• Arrange for the current signal or rule to recalculate on demand

    This lets you interop with systems that have a way to query a value and subscribe to changes to it, but not directly produce a signal. (Such as querying the DOM state and using a MutationObserver.)

    By calling this with a Source or RecalcSource, you arrange for it to be subscribed, if and when the call occurs in a rule or a cached function that's in use by a rule (directly or indirectly). When the source emits a value, the signal machinery will invalidate the caching of the function or rule, forcing a recalculation and subsequent rule reruns, if applicable.

    Note: you should generally only call the 1-argument version of this function with "static" sources - i.e. ones that won't change on every call. Otherwise, you will end up creating new signals each time, subscribing and unsubscribing on every call to recalcWhen().

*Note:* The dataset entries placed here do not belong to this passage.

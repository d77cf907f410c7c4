use anyhow::Result;
use async_trait::async_trait;
use chrono::{DateTime, NaiveDate, NaiveDateTime, NaiveTime, Utc};
use rust_decimal::Decimal;
use sqlx::mysql::{MySqlColumn, MySqlConnectOptions, MySqlPoolOptions, MySqlRow};
use sqlx::{Column, MySqlPool, Row, TypeInfo};
use tracing::{debug, info};

use crate::config::DatabaseConfig;

pub type DbPool = MySqlPool;

pub async fn get_pool(config: &DatabaseConfig) -> Result<DbPool> {
    info!(
        "Connecting to database at: {}:{}/{}",
        config.host, config.port, config.database
    );
    let options = MySqlConnectOptions::new()
        .host(&config.host)
        .port(config.port)
        .username(&config.user)
        .password(&config.password)
        .database(&config.database)
        .charset("utf8mb4");
    let pool = MySqlPoolOptions::new()
        .max_connections(config.max_connections)
        .connect_with(options)
        .await?;
    Ok(pool)
}

/// A value bound to a `?` placeholder.
#[derive(Debug, Clone, PartialEq)]
pub enum SqlParam {
    Text(String),
    Int(i64),
}

/// A column value as the driver handed it to us.
#[derive(Debug, Clone, PartialEq)]
pub enum SqlValue {
    Null,
    Bool(bool),
    Int(i64),
    UInt(u64),
    Float(f64),
    Decimal(Decimal),
    Text(String),
    Bytes(Vec<u8>),
    Json(serde_json::Value),
    DateTime(NaiveDateTime),
    Date(NaiveDate),
    Time(NaiveTime),
}

/// One result row, columns kept in select order.
#[derive(Debug, Clone, Default, PartialEq)]
pub struct SqlRow {
    columns: Vec<(String, SqlValue)>,
}

impl SqlRow {
    pub fn new() -> Self {
        Self::default()
    }

    pub fn len(&self) -> usize {
        self.columns.len()
    }

    pub fn is_empty(&self) -> bool {
        self.columns.is_empty()
    }

    pub fn get(&self, name: &str) -> Option<&SqlValue> {
        self.columns.iter().find(|(key, _)| key == name).map(|(_, value)| value)
    }

    /// Replace the value of an existing column, or append a new one.
    pub fn insert(&mut self, name: impl Into<String>, value: SqlValue) {
        let name = name.into();
        match self.columns.iter_mut().find(|(key, _)| *key == name) {
            Some((_, slot)) => *slot = value,
            None => self.columns.push((name, value)),
        }
    }

    /// Builder-style `insert`.
    pub fn with(mut self, name: impl Into<String>, value: SqlValue) -> Self {
        self.insert(name, value);
        self
    }

    pub fn take(&mut self, name: &str) -> Option<SqlValue> {
        let index = self.columns.iter().position(|(key, _)| key == name)?;
        Some(std::mem::replace(&mut self.columns[index].1, SqlValue::Null))
    }

    pub fn columns(&self) -> impl Iterator<Item = (&str, &SqlValue)> {
        self.columns.iter().map(|(key, value)| (key.as_str(), value))
    }
}

impl IntoIterator for SqlRow {
    type Item = (String, SqlValue);
    type IntoIter = std::vec::IntoIter<(String, SqlValue)>;

    fn into_iter(self) -> Self::IntoIter {
        self.columns.into_iter()
    }
}

impl FromIterator<(String, SqlValue)> for SqlRow {
    fn from_iter<I: IntoIterator<Item = (String, SqlValue)>>(iter: I) -> Self {
        Self {
            columns: iter.into_iter().collect(),
        }
    }
}

/// Executes one read statement and hands back every row.
#[async_trait]
pub trait Gateway: Send + Sync {
    async fn fetch_all(&self, sql: &str, params: &[SqlParam]) -> Result<Vec<SqlRow>, sqlx::Error>;
}

pub struct MySqlGateway {
    pool: DbPool,
}

impl MySqlGateway {
    pub fn new(pool: DbPool) -> Self {
        Self { pool }
    }
}

#[async_trait]
impl Gateway for MySqlGateway {
    async fn fetch_all(&self, sql: &str, params: &[SqlParam]) -> Result<Vec<SqlRow>, sqlx::Error> {
        // Returned to the pool when dropped, whichever way we leave.
        let mut conn = self.pool.acquire().await?;

        let mut query = sqlx::query(sql);
        for param in params {
            query = match param {
                SqlParam::Text(value) => query.bind(value.as_str()),
                SqlParam::Int(value) => query.bind(*value),
            };
        }

        let rows = query.fetch_all(&mut *conn).await?;
        Ok(rows.iter().map(decode_row).collect())
    }
}

fn decode_row(row: &MySqlRow) -> SqlRow {
    row.columns()
        .iter()
        .map(|column| (column.name().to_string(), decode_column(row, column)))
        .collect()
}

fn decode_column(row: &MySqlRow, column: &MySqlColumn) -> SqlValue {
    let index = column.ordinal();
    let type_name = column.type_info().name();

    let decoded = match type_name {
        "BOOLEAN" => row
            .try_get::<Option<bool>, _>(index)
            .map(|v| v.map(SqlValue::Bool)),
        "TINYINT" | "SMALLINT" | "MEDIUMINT" | "INT" | "BIGINT" => row
            .try_get::<Option<i64>, _>(index)
            .map(|v| v.map(SqlValue::Int)),
        name if name.ends_with("UNSIGNED") => row
            .try_get::<Option<u64>, _>(index)
            .map(|v| v.map(SqlValue::UInt)),
        "FLOAT" => row
            .try_get::<Option<f32>, _>(index)
            .map(|v| v.map(|f| SqlValue::Float(f64::from(f)))),
        "DOUBLE" => row
            .try_get::<Option<f64>, _>(index)
            .map(|v| v.map(SqlValue::Float)),
        "DECIMAL" => row
            .try_get::<Option<Decimal>, _>(index)
            .map(|v| v.map(SqlValue::Decimal)),
        "DATETIME" => row
            .try_get::<Option<NaiveDateTime>, _>(index)
            .map(|v| v.map(SqlValue::DateTime)),
        // sqlx only maps TIMESTAMP onto the UTC type.
        "TIMESTAMP" => row
            .try_get::<Option<DateTime<Utc>>, _>(index)
            .map(|v| v.map(|dt| SqlValue::DateTime(dt.naive_utc()))),
        "DATE" => row
            .try_get::<Option<NaiveDate>, _>(index)
            .map(|v| v.map(SqlValue::Date)),
        "TIME" => row
            .try_get::<Option<NaiveTime>, _>(index)
            .map(|v| v.map(SqlValue::Time)),
        "JSON" => row
            .try_get::<Option<serde_json::Value>, _>(index)
            .map(|v| v.map(SqlValue::Json)),
        "BINARY" | "VARBINARY" | "TINYBLOB" | "BLOB" | "MEDIUMBLOB" | "LONGBLOB" => row
            .try_get::<Option<Vec<u8>>, _>(index)
            .map(|v| v.map(SqlValue::Bytes)),
        "CHAR" | "VARCHAR" | "TINYTEXT" | "TEXT" | "MEDIUMTEXT" | "LONGTEXT" | "ENUM" | "SET" => row
            .try_get::<Option<String>, _>(index)
            .map(|v| v.map(SqlValue::Text)),
        _ => return decode_fallback(row, index, type_name),
    };

    match decoded {
        Ok(Some(value)) => value,
        Ok(None) => SqlValue::Null,
        Err(_) => decode_fallback(row, index, type_name),
    }
}

/// Unknown or mismatched column types: keep whatever the driver gives us.
fn decode_fallback(row: &MySqlRow, index: usize, type_name: &str) -> SqlValue {
    if let Ok(value) = row.try_get_unchecked::<Option<String>, _>(index) {
        return value.map(SqlValue::Text).unwrap_or(SqlValue::Null);
    }
    if let Ok(value) = row.try_get_unchecked::<Option<Vec<u8>>, _>(index) {
        return value.map(SqlValue::Bytes).unwrap_or(SqlValue::Null);
    }
    debug!("Could not decode column {} of type {}, returning null", index, type_name);
    SqlValue::Null
}
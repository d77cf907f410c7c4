use std::sync::Arc;

use crate::config::TableConfig;
use crate::database::Gateway;
use crate::error::{ConfigError, FetchError};
use crate::models::VolumeFootprintRow;
use crate::repository::{fetch_serialized, into_entity, FetchParams, TableSpec};
use crate::serializer::decode_levels_column;

pub const DEFAULT_TABLE: &str = "tradingview_volume_footprint";

const PAYLOAD_COLUMNS: [&str; 9] = [
    "poc",
    "vah",
    "val",
    "volume_delta",
    "levels",
    "total_fp_volume",
    "volume_diff",
    "created_at",
    "updated_at",
];

/// Volume footprint bars: POC, value area and per-price `levels`.
pub struct VolumeFootprintRepository {
    gateway: Arc<dyn Gateway>,
    spec: TableSpec,
    columns: Vec<String>,
}

impl VolumeFootprintRepository {
    pub fn new(gateway: Arc<dyn Gateway>, config: &TableConfig) -> Result<Self, ConfigError> {
        let spec = TableSpec::new(config, DEFAULT_TABLE)?;

        let mut columns = vec![
            "fp_id".to_string(),
            spec.time_frame_select(),
            spec.symbol_select(),
            spec.timestamp_select(),
        ];
        columns.extend(spec.exchange_select());
        columns.extend(PAYLOAD_COLUMNS.iter().map(|c| c.to_string()));

        Ok(Self {
            gateway,
            spec,
            columns,
        })
    }

    pub fn spec(&self) -> &TableSpec {
        &self.spec
    }

    pub async fn fetch(&self, params: &FetchParams) -> Result<Vec<VolumeFootprintRow>, FetchError> {
        fetch_serialized(self.gateway.as_ref(), &self.spec, &self.columns, params)
            .await?
            .into_iter()
            .map(|row| into_entity(decode_levels_column(row, "levels")))
            .collect()
    }
}
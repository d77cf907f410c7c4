use anyhow::Result;
use serde_json::Value;
use shared::{
    get_pool, Config, Envelope, FetchError, FetchParams, Gateway, MySqlGateway, Repositories,
};
use std::sync::Arc;
use tracing::info;

/// The four read operations, named the way tool clients see them.
#[derive(Debug, Clone, Copy, PartialEq, Eq)]
pub enum Dataset {
    Candles,
    VolumeFootprint,
    Cvd,
    Ema,
}

impl Dataset {
    pub const ALL: [Dataset; 4] = [
        Dataset::Candles,
        Dataset::VolumeFootprint,
        Dataset::Cvd,
        Dataset::Ema,
    ];

    pub fn tool_name(self) -> &'static str {
        match self {
            Dataset::Candles => "get_candles",
            Dataset::VolumeFootprint => "get_volume_footprint",
            Dataset::Cvd => "get_cvd",
            Dataset::Ema => "get_ema",
        }
    }

    pub fn from_tool_name(name: &str) -> Option<Self> {
        Self::ALL.into_iter().find(|d| d.tool_name() == name)
    }

    pub fn description(self) -> &'static str {
        match self {
            Dataset::Candles => "Fetch OHLCV candles for the given symbol/resolution.",
            Dataset::VolumeFootprint => {
                "Fetch volume footprint data (POC/VAH/VAL, volume delta, levels, totals) for the given symbol/resolution."
            }
            Dataset::Cvd => "Fetch cumulative volume delta (CVD) candles for the given symbol/resolution.",
            Dataset::Ema => "Fetch 20/50/100/200 period EMA values for the given symbol/resolution.",
        }
    }
}

/// Shared by every handler. Holds only immutable repositories.
pub struct AppState {
    pub repos: Repositories,
}

impl AppState {
    pub fn new(repos: Repositories) -> Arc<Self> {
        Arc::new(Self { repos })
    }

    /// Connect the pool and build every repository from `config`.
    pub async fn connect(config: &Config) -> Result<Arc<Self>> {
        let pool = get_pool(&config.database).await?;
        info!("Connected to database");

        let gateway: Arc<dyn Gateway> = Arc::new(MySqlGateway::new(pool));
        let repos = Repositories::new(gateway, config)?;
        Ok(Self::new(repos))
    }

    /// Run one dataset fetch and wrap it in its response envelope.
    pub async fn fetch_envelope(
        &self,
        dataset: Dataset,
        params: &FetchParams,
    ) -> Result<Value, FetchError> {
        let value = match dataset {
            Dataset::Candles => {
                serde_json::to_value(Envelope::new(self.repos.candles.fetch(params).await?))?
            }
            Dataset::VolumeFootprint => {
                serde_json::to_value(Envelope::new(self.repos.footprints.fetch(params).await?))?
            }
            Dataset::Cvd => serde_json::to_value(Envelope::new(self.repos.cvd.fetch(params).await?))?,
            Dataset::Ema => serde_json::to_value(Envelope::new(self.repos.ema.fetch(params).await?))?,
        };
        Ok(value)
    }
}
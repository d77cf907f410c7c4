use dotenv::dotenv;
use std::env;

use crate::error::ConfigError;

#[derive(Debug, Clone)]
pub struct DatabaseConfig {
    pub host: String,
    pub port: u16,
    pub user: String,
    pub password: String,
    pub database: String,
    pub max_connections: u32,
}

/// Raw, not yet sanitized, table/column names for one entity.
///
/// `exchange_column: None` (or an empty string) disables exchange filtering
/// for that entity.
#[derive(Debug, Clone, PartialEq)]
pub struct TableConfig {
    pub table: String,
    pub symbol_column: String,
    pub time_frame_column: String,
    pub timestamp_column: String,
    pub exchange_column: Option<String>,
}

impl TableConfig {
    pub fn with_defaults(table: &str, exchange_column: Option<&str>) -> Self {
        Self {
            table: table.to_string(),
            symbol_column: "symbol".to_string(),
            time_frame_column: "time_frame".to_string(),
            timestamp_column: "timestamp".to_string(),
            exchange_column: exchange_column.map(str::to_string),
        }
    }

    /// Read `<prefix>TABLE`, `<prefix>SYMBOL_COLUMN`, ... falling back to `defaults`.
    pub fn from_env(prefix: &str, defaults: TableConfig) -> Self {
        let var = |suffix: &str| env::var(format!("{prefix}{suffix}")).ok();
        Self {
            table: var("TABLE").unwrap_or(defaults.table),
            symbol_column: var("SYMBOL_COLUMN").unwrap_or(defaults.symbol_column),
            time_frame_column: var("TIME_FRAME_COLUMN").unwrap_or(defaults.time_frame_column),
            timestamp_column: var("TIMESTAMP_COLUMN").unwrap_or(defaults.timestamp_column),
            exchange_column: var("EXCHANGE_COLUMN").or(defaults.exchange_column),
        }
    }
}

pub struct Config {
    pub database: DatabaseConfig,
    pub api_host: String,
    pub api_port: u16,
    pub candles: TableConfig,
    pub footprints: TableConfig,
    pub cvd: TableConfig,
    pub ema: TableConfig,
}

impl Config {
    pub fn from_env() -> Result<Self, ConfigError> {
        dotenv().ok();

        Ok(Config {
            database: DatabaseConfig::from_env()?,
            api_host: env_str("API_HOST", "0.0.0.0"),
            api_port: env_parse("API_PORT", 9000)?,
            candles: TableConfig::from_env(
                "CANDLE_",
                TableConfig::with_defaults("tradingview_candle_data", Some("exchange")),
            ),
            footprints: TableConfig::from_env(
                "FOOTPRINT_",
                TableConfig::with_defaults("tradingview_volume_footprint", None),
            ),
            cvd: TableConfig::from_env(
                "CVD_",
                TableConfig::with_defaults("tradingview_candle_cvd", Some("exchange")),
            ),
            ema: TableConfig::from_env(
                "EMA_",
                TableConfig::with_defaults("tradingview_ema", Some("exchange")),
            ),
        })
    }

    pub fn bind_addr(&self) -> String {
        format!("{}:{}", self.api_host, self.api_port)
    }
}

impl DatabaseConfig {
    pub fn from_env() -> Result<Self, ConfigError> {
        const REQUIRED: [&str; 5] = ["DB_HOST", "DB_PORT", "DB_USER", "DB_PASSWORD", "DB_NAME"];

        let missing: Vec<&str> = REQUIRED
            .iter()
            .copied()
            .filter(|name| env::var(name).map(|v| v.is_empty()).unwrap_or(true))
            .collect();
        if !missing.is_empty() {
            return Err(ConfigError::MissingEnv(missing.join(", ")));
        }

        Ok(DatabaseConfig {
            host: env_str("DB_HOST", ""),
            port: env_parse("DB_PORT", 3306)?,
            user: env_str("DB_USER", ""),
            password: env::var("DB_PASSWORD").unwrap_or_default(),
            database: env_str("DB_NAME", ""),
            max_connections: env_parse("DB_MAX_CONNECTIONS", 5)?,
        })
    }
}

fn env_str(name: &str, default: &str) -> String {
    env::var(name)
        .ok()
        .map(|s| s.trim().to_string())
        .filter(|s| !s.is_empty())
        .unwrap_or_else(|| default.to_string())
}

fn env_parse<T: std::str::FromStr>(name: &str, default: T) -> Result<T, ConfigError> {
    match env::var(name) {
        Ok(raw) if !raw.trim().is_empty() => {
            raw.trim().parse().map_err(|_| ConfigError::InvalidValue {
                name: name.to_string(),
                value: raw,
            })
        }
        _ => Ok(default),
    }
}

    If the source needs to reference some object, it's best to use the 2-argument version (i.e. recalcWhen(someObj, factory), where factory is a function that takes someObj and returns a suitable RecalcSource.)

    Parameters

    Returns void

    Remarks

    recalcWhen is specifically designed so that using it does not pull in any part of Uneventful's signals framework, in the event a program doesn't already use it. This means you can use it in library code to provide signal compatibility, without adding bundle bloat to code that doesn't use signals.

  • Two-argument variant of recalcWhen

    In certain circumstances, you may wish to use recalcWhen with a source related to some object. You could call recalcWhen with a closure, but that would create and discard signals on every call. So this 2-argument version lets you avoid that by allowing the use of an arbitrary object as a key, along with a factory function to turn the key into a RecalcSource.

    Type Parameters

    • T extends object

    Parameters

    • key: T

      an object to be used as a key

    • factory: ((key: T) => RecalcSource)

      a function that will be called with the key to obtain a RecalcSource. (Note that this factory function must also be a static function, not a closure, or the same memory thrash issue will occur!)